======== EXERCISE MATERIAL

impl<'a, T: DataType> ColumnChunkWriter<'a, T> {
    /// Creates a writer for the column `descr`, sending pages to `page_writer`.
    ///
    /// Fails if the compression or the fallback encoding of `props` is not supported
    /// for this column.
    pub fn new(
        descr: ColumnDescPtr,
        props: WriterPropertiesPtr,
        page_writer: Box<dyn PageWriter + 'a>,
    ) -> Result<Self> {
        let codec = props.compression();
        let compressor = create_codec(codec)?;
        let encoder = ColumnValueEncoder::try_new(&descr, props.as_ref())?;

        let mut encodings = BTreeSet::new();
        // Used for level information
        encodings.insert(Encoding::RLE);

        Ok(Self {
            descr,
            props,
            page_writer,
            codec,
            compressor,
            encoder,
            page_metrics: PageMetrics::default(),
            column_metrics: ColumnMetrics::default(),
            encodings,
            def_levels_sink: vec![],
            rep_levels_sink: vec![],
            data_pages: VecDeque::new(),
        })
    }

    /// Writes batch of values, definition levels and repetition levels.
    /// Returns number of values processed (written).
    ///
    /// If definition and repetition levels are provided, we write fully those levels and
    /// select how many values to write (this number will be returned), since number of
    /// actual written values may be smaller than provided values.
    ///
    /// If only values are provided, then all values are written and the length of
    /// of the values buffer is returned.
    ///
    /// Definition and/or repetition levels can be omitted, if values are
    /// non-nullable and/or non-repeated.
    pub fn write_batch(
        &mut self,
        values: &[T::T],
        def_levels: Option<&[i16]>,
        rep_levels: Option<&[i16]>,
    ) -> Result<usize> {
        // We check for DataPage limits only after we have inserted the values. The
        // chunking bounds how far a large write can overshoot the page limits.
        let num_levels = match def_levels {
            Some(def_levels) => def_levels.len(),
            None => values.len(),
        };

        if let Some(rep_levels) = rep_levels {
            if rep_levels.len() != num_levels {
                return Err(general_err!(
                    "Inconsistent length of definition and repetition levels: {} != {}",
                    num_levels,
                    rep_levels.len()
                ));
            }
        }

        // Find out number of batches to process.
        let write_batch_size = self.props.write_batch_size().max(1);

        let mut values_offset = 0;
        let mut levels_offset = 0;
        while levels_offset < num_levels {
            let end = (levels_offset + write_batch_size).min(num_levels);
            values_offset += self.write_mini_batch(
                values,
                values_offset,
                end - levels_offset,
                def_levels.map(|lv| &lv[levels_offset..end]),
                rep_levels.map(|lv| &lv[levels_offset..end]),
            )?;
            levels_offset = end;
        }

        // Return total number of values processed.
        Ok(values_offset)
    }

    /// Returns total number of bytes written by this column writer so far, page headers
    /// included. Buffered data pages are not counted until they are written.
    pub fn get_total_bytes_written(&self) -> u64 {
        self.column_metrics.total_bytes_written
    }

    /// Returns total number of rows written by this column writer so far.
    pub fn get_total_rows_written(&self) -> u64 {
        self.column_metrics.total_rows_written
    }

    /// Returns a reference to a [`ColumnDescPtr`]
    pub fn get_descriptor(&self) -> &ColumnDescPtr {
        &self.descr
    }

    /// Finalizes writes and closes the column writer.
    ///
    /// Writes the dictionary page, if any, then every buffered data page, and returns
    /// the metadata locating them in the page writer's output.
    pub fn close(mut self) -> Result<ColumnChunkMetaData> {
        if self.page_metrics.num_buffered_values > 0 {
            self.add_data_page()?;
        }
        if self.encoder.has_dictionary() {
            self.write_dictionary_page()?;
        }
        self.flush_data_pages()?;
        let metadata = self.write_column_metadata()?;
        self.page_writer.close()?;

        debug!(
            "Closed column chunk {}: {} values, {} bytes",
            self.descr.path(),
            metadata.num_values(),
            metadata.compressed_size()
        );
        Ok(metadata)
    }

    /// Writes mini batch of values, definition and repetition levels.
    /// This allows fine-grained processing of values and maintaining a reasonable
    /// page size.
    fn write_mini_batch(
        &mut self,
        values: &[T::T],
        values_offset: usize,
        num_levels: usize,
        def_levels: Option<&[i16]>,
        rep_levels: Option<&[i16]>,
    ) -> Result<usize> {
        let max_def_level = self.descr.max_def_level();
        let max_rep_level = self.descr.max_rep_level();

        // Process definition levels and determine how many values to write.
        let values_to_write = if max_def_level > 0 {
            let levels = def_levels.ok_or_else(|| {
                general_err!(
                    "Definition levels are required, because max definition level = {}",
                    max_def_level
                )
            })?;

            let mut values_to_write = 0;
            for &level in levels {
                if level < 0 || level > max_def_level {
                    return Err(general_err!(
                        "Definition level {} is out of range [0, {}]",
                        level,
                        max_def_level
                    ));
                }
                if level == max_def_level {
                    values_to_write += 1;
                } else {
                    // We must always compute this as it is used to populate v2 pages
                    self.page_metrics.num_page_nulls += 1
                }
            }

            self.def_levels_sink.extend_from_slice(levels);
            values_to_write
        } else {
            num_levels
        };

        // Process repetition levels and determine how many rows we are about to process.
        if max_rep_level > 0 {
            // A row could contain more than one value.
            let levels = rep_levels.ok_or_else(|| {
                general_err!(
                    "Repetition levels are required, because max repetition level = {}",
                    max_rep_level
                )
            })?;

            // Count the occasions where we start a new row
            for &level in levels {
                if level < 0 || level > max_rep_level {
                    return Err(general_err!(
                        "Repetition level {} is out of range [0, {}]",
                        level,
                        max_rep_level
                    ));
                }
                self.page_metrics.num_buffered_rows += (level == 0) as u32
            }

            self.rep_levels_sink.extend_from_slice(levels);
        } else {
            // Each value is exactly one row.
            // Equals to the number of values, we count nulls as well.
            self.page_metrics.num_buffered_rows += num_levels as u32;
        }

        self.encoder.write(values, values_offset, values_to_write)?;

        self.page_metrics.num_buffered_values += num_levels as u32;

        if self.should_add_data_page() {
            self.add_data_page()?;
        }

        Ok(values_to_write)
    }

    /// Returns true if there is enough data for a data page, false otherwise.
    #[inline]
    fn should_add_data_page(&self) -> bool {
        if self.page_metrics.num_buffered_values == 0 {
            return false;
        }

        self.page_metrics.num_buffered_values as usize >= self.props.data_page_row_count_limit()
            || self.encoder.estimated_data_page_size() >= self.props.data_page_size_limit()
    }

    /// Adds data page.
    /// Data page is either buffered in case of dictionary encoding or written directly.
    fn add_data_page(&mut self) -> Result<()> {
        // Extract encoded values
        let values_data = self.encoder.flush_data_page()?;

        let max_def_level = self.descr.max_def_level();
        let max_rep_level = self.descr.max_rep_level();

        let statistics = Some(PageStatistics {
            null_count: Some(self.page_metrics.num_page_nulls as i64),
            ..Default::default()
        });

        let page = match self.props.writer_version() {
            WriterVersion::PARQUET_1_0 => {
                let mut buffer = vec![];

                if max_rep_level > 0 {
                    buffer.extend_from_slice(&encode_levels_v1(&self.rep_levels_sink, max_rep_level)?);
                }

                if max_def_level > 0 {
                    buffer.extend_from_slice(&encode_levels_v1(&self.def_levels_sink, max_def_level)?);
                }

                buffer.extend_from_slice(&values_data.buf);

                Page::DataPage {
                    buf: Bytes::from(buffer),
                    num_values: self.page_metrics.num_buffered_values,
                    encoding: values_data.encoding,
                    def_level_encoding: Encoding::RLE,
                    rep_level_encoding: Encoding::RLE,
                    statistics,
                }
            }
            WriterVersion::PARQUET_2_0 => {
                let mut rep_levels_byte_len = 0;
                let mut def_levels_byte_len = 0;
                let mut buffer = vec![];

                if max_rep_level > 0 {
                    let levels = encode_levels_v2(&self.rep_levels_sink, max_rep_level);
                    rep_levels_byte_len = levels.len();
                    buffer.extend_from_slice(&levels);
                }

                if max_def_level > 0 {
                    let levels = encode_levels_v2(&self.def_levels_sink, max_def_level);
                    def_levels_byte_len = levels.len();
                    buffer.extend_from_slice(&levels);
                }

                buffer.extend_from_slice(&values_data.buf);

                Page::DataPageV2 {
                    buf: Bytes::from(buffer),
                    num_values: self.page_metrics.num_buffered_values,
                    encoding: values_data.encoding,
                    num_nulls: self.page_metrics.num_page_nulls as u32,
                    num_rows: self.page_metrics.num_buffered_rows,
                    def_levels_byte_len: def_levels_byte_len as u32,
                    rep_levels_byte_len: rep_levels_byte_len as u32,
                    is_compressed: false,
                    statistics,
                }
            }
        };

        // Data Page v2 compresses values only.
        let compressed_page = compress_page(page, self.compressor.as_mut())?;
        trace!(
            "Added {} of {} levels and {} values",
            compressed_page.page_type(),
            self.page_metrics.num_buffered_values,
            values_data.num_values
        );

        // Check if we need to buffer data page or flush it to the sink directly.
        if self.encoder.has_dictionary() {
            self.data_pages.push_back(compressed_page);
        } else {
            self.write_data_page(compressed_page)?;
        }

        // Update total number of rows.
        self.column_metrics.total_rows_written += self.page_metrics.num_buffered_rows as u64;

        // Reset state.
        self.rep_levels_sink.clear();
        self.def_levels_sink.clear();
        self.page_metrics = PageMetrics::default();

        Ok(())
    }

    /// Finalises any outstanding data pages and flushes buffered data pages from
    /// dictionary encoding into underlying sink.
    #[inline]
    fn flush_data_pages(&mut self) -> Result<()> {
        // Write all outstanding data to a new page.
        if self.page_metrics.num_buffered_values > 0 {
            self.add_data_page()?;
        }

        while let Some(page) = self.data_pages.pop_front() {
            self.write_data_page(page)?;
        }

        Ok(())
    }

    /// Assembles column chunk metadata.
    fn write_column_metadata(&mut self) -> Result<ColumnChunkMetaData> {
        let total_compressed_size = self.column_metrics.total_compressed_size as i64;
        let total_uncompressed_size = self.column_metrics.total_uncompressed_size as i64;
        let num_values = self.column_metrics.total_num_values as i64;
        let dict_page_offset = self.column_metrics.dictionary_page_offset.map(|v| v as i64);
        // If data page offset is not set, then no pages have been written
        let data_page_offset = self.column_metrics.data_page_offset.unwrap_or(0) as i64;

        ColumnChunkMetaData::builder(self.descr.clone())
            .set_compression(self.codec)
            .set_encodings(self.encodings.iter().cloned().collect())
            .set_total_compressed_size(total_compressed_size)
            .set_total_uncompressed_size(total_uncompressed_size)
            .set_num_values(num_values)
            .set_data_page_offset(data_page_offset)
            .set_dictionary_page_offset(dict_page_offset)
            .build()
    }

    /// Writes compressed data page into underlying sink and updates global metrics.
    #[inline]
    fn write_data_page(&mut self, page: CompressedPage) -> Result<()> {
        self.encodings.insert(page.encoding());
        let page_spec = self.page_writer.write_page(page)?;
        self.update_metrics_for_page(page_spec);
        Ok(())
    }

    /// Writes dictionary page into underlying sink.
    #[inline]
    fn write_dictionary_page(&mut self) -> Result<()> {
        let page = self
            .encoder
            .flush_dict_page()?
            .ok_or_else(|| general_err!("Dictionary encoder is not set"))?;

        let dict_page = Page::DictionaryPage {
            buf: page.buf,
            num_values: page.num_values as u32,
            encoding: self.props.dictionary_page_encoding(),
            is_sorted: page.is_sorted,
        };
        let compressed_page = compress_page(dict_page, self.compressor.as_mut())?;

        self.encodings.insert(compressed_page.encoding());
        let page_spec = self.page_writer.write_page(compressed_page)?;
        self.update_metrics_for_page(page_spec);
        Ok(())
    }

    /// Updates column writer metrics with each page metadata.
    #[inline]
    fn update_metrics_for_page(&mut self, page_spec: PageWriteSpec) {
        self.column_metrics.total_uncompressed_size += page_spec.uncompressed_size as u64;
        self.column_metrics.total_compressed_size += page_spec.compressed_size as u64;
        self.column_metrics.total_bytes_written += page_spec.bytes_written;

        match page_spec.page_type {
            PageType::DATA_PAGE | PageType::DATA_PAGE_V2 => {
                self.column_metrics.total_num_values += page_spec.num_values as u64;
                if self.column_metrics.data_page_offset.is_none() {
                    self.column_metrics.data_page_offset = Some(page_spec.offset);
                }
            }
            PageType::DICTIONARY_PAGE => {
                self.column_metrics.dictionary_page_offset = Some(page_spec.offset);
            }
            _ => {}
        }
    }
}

================

## WORK INSTRUCTIONS
Among the lines above, find those with the string "required" and copy them.

## RESPONSE FOR THIS EXERCISE
                    "Definition levels are required, because max definition level = {}",
                    "Repetition levels are required, because max repetition level = {}",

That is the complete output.